Next month the Supreme Court will hear arguments in a case that could leave just one abortion clinic open in the entire state of Louisiana and pave the way for anti-abortion politicians in other states to do the same — effectively abolishing the protections of Roe v. Wade, 47 years after the case was decided.
I had just started working my first job with a decent salary and benefits in 2015 when I discovered I was pregnant. When I told my boyfriend, he apologized and said he needed to focus on his future, and this would mess that up. He offered to send money to compensate me.
I made two decisions after that. First, if I was to go through with this pregnancy, I would do it on my own. Then I thought about my future and what the best choice was for me. That's when I made my second decision. I decided to get an abortion.
In Louisiana, that’s easier said than done.
First, I wasted three weeks going back and forth, an hour each way, to what I believed was a health center that could help me get an abortion. It turned out to be an anti-abortion crisis pregnancy center — one of more than 2,500 across the country, multiplying while abortion providers are being regulated out of existence. There, I was asked deeply personal questions, made to sit through two ultrasounds, watch a video of complete lies tying abortion to breast cancer and other health risks, and told multiple times that if I just came back for one more appointment, they could schedule my abortion. At one point, someone told me that I wasn’t “the type to get an abortion.”
One in four women in the US has an abortion in their lifetime. There is no type.
The state of Louisiana is trying to paint abortion providers as not having their patients’ best interests at heart. In reality, abortion providers were the only people I found who weren’t manipulative and coercive.
It wasn’t until I went to Planned Parenthood that I finally got the information I needed. I was told where I could get an abortion and what the process would be like. I traveled 250 miles each way to Hope Medical Group in Shreveport, home to one of the three remaining abortion clinics in the state: once for state-mandated counseling, and once for my procedure.
Both times, the doctors and staff at the health center made me feel supported, not judged. I was asked multiple times to confirm that this was what I wanted and that I was not being pressured into ending my pregnancy. They empowered me to make my own decision. Unlike the crisis pregnancy center. Unlike the state government.
In early January, 207 anti-abortion politicians wrote an amicus brief to the Supreme Court regarding the upcoming Louisiana case, arguing that the right to abortion is “unworkable.” The threat has never been more clear.
As a woman in Louisiana, my opinion should carry more weight than these 207 mostly male politicians who are not women in Louisiana (That’s right: None of the brief’s signers are Louisiana women who would be affected by the ruling.

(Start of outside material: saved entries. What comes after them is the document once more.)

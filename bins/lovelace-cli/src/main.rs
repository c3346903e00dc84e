//! lovelace — build, sign and submit ledger transactions from the command line.
//!
//! Configuration comes from the environment (see [`config`]); UTXOs and
//! parameters come from Blockfrost, or from a JSON snapshot for offline use.

mod config;

use std::path::{Path, PathBuf};
use std::sync::Arc;

use anyhow::{bail, Context, Result};
use clap::{Args, Parser, Subcommand};
use tracing::info;

use lovelace_client::{cancellation, BlockfrostClient, SnapshotLedger, SubmitClient, SubmitError};
use lovelace_core::address::{Address, Network};
use lovelace_core::constants::LOVELACE_PER_ADA;
use lovelace_core::traits::LedgerQuery;
use lovelace_core::types::Transaction;
use lovelace_wallet::wallet::DEFAULT_TTL_OFFSET;
use lovelace_wallet::{AccountKey, PaymentRequest, Wallet};

use crate::config::CliConfig;

/// Build, sign and submit ledger transactions.
#[derive(Parser)]
#[command(name = "lovelace")]
#[command(version, about)]
struct Cli {
    /// Log filter (overrides RUST_LOG), e.g. `debug` or `lovelace_wallet=debug`.
    #[arg(long, global = true)]
    log_level: Option<String>,

    #[command(subcommand)]
    command: Commands,
}

#[derive(Subcommand)]
enum Commands {
    /// Print the addresses of an account.
    Address(AddressArgs),
    /// Build and sign a payment, optionally submitting it.
    Send(SendArgs),
    /// Submit a signed transaction file.
    Submit(FileArgs),
    /// Decode and summarize a signed transaction file.
    Inspect(FileArgs),
}

#[derive(Args)]
struct AddressArgs {
    /// Account number (hardened step of m/1852'/1815'/account').
    #[arg(long, default_value_t = 0)]
    account: u32,

    /// Payment key index.
    #[arg(long, default_value_t = 0)]
    index: u32,
}

#[derive(Args)]
struct SendArgs {
    /// Recipient address (bech32).
    #[arg(short, long)]
    to: String,

    /// Amount in lovelace.
    #[arg(short, long)]
    amount: u64,

    /// Transaction message.
    #[arg(short, long)]
    message: Option<String>,

    /// Slots between the current tip and the TTL.
    #[arg(long, default_value_t = DEFAULT_TTL_OFFSET)]
    ttl_offset: u64,

    /// Spend from the base address instead of the enterprise address.
    #[arg(long)]
    base: bool,

    #[arg(long, default_value_t = 0)]
    account: u32,

    #[arg(long, default_value_t = 0)]
    index: u32,

    /// Read parameters, tip and UTXOs from a JSON snapshot instead of Blockfrost.
    #[arg(long)]
    snapshot: Option<PathBuf>,

    /// Write the signed transaction (CBOR hex) here.
    #[arg(short, long)]
    out: Option<PathBuf>,

    /// Submit after building.
    #[arg(long)]
    submit: bool,
}

#[derive(Args)]
struct FileArgs {
    /// Signed transaction, raw CBOR or hex text.
    #[arg(short, long)]
    file: PathBuf,
}

#[tokio::main]
async fn main() -> Result<()> {
    let cli = Cli::parse();

    let filter = match &cli.log_level {
        Some(level) => tracing_subscriber::EnvFilter::try_new(level).context("Invalid --log-level")?,
        None => tracing_subscriber::EnvFilter::try_from_default_env()
            .unwrap_or_else(|_| tracing_subscriber::EnvFilter::new("info")),
    };
    tracing_subscriber::fmt()
        .with_env_filter(filter)
        .with_writer(std::io::stderr)
        .init();

    let config = CliConfig::from_env()?;
    match cli.command {
        Commands::Address(args) => show_addresses(&config, args),
        Commands::Send(args) => send(&config, args).await,
        Commands::Submit(args) => submit_file(&config, &args.file).await,
        Commands::Inspect(args) => inspect(&args.file),
    }
}

fn show_addresses(config: &CliConfig, args: AddressArgs) -> Result<()> {
    let root = config.root_key()?;
    let account = AccountKey::from_root(&root, args.account).context("Failed to derive account")?;
    let network = config.network();

    println!("Network:    {}", network_name(network));
    println!("Path:       m/1852'/1815'/{}'/0/{}", args.account, args.index);
    println!("Base:       {}", account.base_address(network, args.index)?);
    println!("Enterprise: {}", account.enterprise_address(network, args.index)?);
    println!("Reward:     {}", account.reward_address(network)?);
    Ok(())
}

async fn send(config: &CliConfig, args: SendArgs) -> Result<()> {
    let network = config.network();
    let to: Address = args.to.parse().context("Invalid recipient address")?;
    if to.network() != network {
        bail!(
            "Recipient is a {} address but LOVELACE_NETWORK selects {}",
            network_name(to.network()),
            network_name(network)
        );
    }

    let ledger: Arc<dyn LedgerQuery> = match &args.snapshot {
        Some(path) => Arc::new(
            SnapshotLedger::load(path).with_context(|| format!("Failed to load snapshot {}", path.display()))?,
        ),
        None => Arc::new(BlockfrostClient::new(config.blockfrost()?)?),
    };

    let root = config.root_key()?;
    let wallet = Wallet::from_root(&root, args.account, network, ledger.clone())?.with_address_index(args.index);

    let mut request = PaymentRequest::new(to, args.amount).with_ttl_offset(args.ttl_offset);
    if let Some(message) = args.message {
        request = request.with_message(message);
    }
    if args.base {
        request = request.from_base_address();
    }

    let payment = wallet.pay(&request).await.context("Failed to build payment")?;
    let tx = &payment.transaction;
    let bytes = tx.to_bytes()?;

    println!("Transaction: {}", tx.id()?);
    println!("From:        {}", payment.sender);
    println!("To:          {} ({})", to, format_ada(args.amount));
    println!("Input:       {} ({})", payment.selection.selected.input, format_ada(payment.selection.selected.amount));
    println!("Fee:         {} (size {} bytes)", format_ada(payment.fee_report.fee), bytes.len());
    match payment.fee_report.change {
        Some(change) => println!("Change:      {}", format_ada(change)),
        None => println!("Change:      none ({} absorbed into fee)", format_ada(payment.fee_report.absorbed)),
    }

    if let Some(out) = &args.out {
        std::fs::write(out, format!("{}\n", hex::encode(&bytes)))
            .with_context(|| format!("Failed to write {}", out.display()))?;
        println!("Written to:  {}", out.display());
    }

    if args.submit {
        submit_transaction(config, tx).await?;
    }
    Ok(())
}

async fn submit_file(config: &CliConfig, path: &Path) -> Result<()> {
    let bytes = read_tx_file(path)?;
    let tx = Transaction::from_bytes(&bytes).context("File does not contain a signed transaction")?;
    submit_transaction(config, &tx).await
}

async fn submit_transaction(config: &CliConfig, tx: &Transaction) -> Result<()> {
    let client = SubmitClient::new(config.submit())?;
    let (handle, cancel) = cancellation();
    tokio::spawn(async move {
        if tokio::signal::ctrl_c().await.is_ok() {
            handle.cancel();
        }
    });

    match client.submit(tx, &cancel).await {
        Ok(tx_hash) => {
            info!(%tx_hash, "submitted");
            println!("Submitted:   {tx_hash}");
            Ok(())
        }
        Err(SubmitError::UnknownOutcome { tx_hash, reason }) => {
            eprintln!("Submission outcome unknown for {tx_hash}: {reason}");
            eprintln!("Check the chain for this id before submitting again.");
            bail!("submission outcome unknown")
        }
        Err(e) => Err(e).context("Submission failed"),
    }
}

fn inspect(path: &Path) -> Result<()> {
    let bytes = read_tx_file(path)?;
    let tx = Transaction::from_bytes(&bytes).context("File does not contain a signed transaction")?;
    let body = &tx.body;

    println!("Transaction: {}", tx.id()?);
    println!("Size:        {} bytes", bytes.len());
    println!("Inputs:");
    for input in &body.inputs {
        println!("  {input}");
    }
    println!("Outputs:");
    for output in &body.outputs {
        println!("  {} {}", output.address, format_ada(output.amount));
    }
    let outputs = body.total_output()?;
    println!("Fee:         {}", format_ada(body.fee));
    println!("Spends:      {} (outputs + fee)", format_ada(outputs.saturating_add(body.fee)));
    match body.ttl {
        Some(ttl) => println!("TTL:         slot {ttl}"),
        None => println!("TTL:         none"),
    }
    if let Some(aux) = &tx.auxiliary_data {
        println!("Message:     {}", aux.message.concat());
    }
    let witnesses = match tx.verify_witnesses() {
        Ok(()) => "valid",
        Err(_) => "INVALID",
    };
    println!("Witnesses:   {} ({witnesses})", tx.witness_set.len());
    Ok(())
}

/// Raw CBOR, or CBOR hex text as written by `send --out`.
fn read_tx_file(path: &Path) -> Result<Vec<u8>> {
    let raw = std::fs::read(path).with_context(|| format!("Failed to read {}", path.display()))?;
    if let Ok(text) = std::str::from_utf8(&raw) {
        if let Ok(decoded) = hex::decode(text.trim()) {
            return Ok(decoded);
        }
    }
    Ok(raw)
}

fn format_ada(lovelace: u64) -> String {
    format!("{}.{:06} ADA", lovelace / LOVELACE_PER_ADA, lovelace % LOVELACE_PER_ADA)
}

fn network_name(network: Network) -> &'static str {
    match network {
        Network::Mainnet => "mainnet",
        Network::Testnet => "testnet",
    }
}

#[cfg(test)]
mod tests {
    use super::*;

    #[test]
    fn format_ada_pads_fraction() {
        assert_eq!(format_ada(1_000_000), "1.000000 ADA");
        assert_eq!(format_ada(9_997_281_236), "9997.281236 ADA");
        assert_eq!(format_ada(42), "0.000042 ADA");
    }

    #[test]
    fn read_tx_file_accepts_hex_and_raw() {
        let dir = tempfile::tempdir().unwrap();
        let hex_path = dir.path().join("tx.hex");
        let raw_path = dir.path().join("tx.cbor");
        std::fs::write(&hex_path, "84a0a0f5f6\n").unwrap();
        std::fs::write(&raw_path, [0x84, 0xa0, 0xa0, 0xf5, 0xf6]).unwrap();
        assert_eq!(read_tx_file(&hex_path).unwrap(), vec![0x84, 0xa0, 0xa0, 0xf5, 0xf6]);
        assert_eq!(read_tx_file(&raw_path).unwrap(), vec![0x84, 0xa0, 0xa0, 0xf5, 0xf6]);
    }

    #[test]
    fn cli_parses_send() {
        let cli = Cli::try_parse_from([
            "lovelace",
            "send",
            "--to",
            "addr_test1vpe3gtplyv5ygjnwnddyv0yc640hupqgkr2528xzf5nms7qalkkln",
            "--amount",
            "1000000",
            "--snapshot",
            "ledger.json",
            "--submit",
        ])
        .unwrap();
        match cli.command {
            Commands::Send(args) => {
                assert_eq!(args.amount, 1_000_000);
                assert_eq!(args.ttl_offset, 300);
                assert!(args.submit);
                assert!(!args.base);
            }
            _ => panic!("expected send"),
        }
    }
}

And only 13 of them are women.)
What I know from personal experience is that it’s already very hard to get an abortion in Louisiana. The state has put up a series of hoops women must jump through — including state-mandated counseling designed to convince you not to have an abortion, and a waiting period designed to put you in time out and make you travel back and forth to multiple appointments. I jumped through their hoops and more. I don’t wish my experience on anyone.
Like most women, I do not regret my abortion. I was able to keep my livelihood, without worrying about whether having a child would make me an undesirable employee or about how I would make ends meet. Today I am still working in that job, helping low-income residents with housing.
There are 1 million women of reproductive age in Louisiana. Our choices about our bodies and our futures are individual decisions.
Politicians in Washington and in Baton Rouge can write their opinions about abortion in legal briefs, in newspapers, in speeches to their donors. They’re entitled to those opinions. But they are not entitled to use their position to make my decision for me.
Jasmine Rivers is an avid supporter of women's rights, who enjoys watching reruns of The Office and supporting her local Planned Parenthood.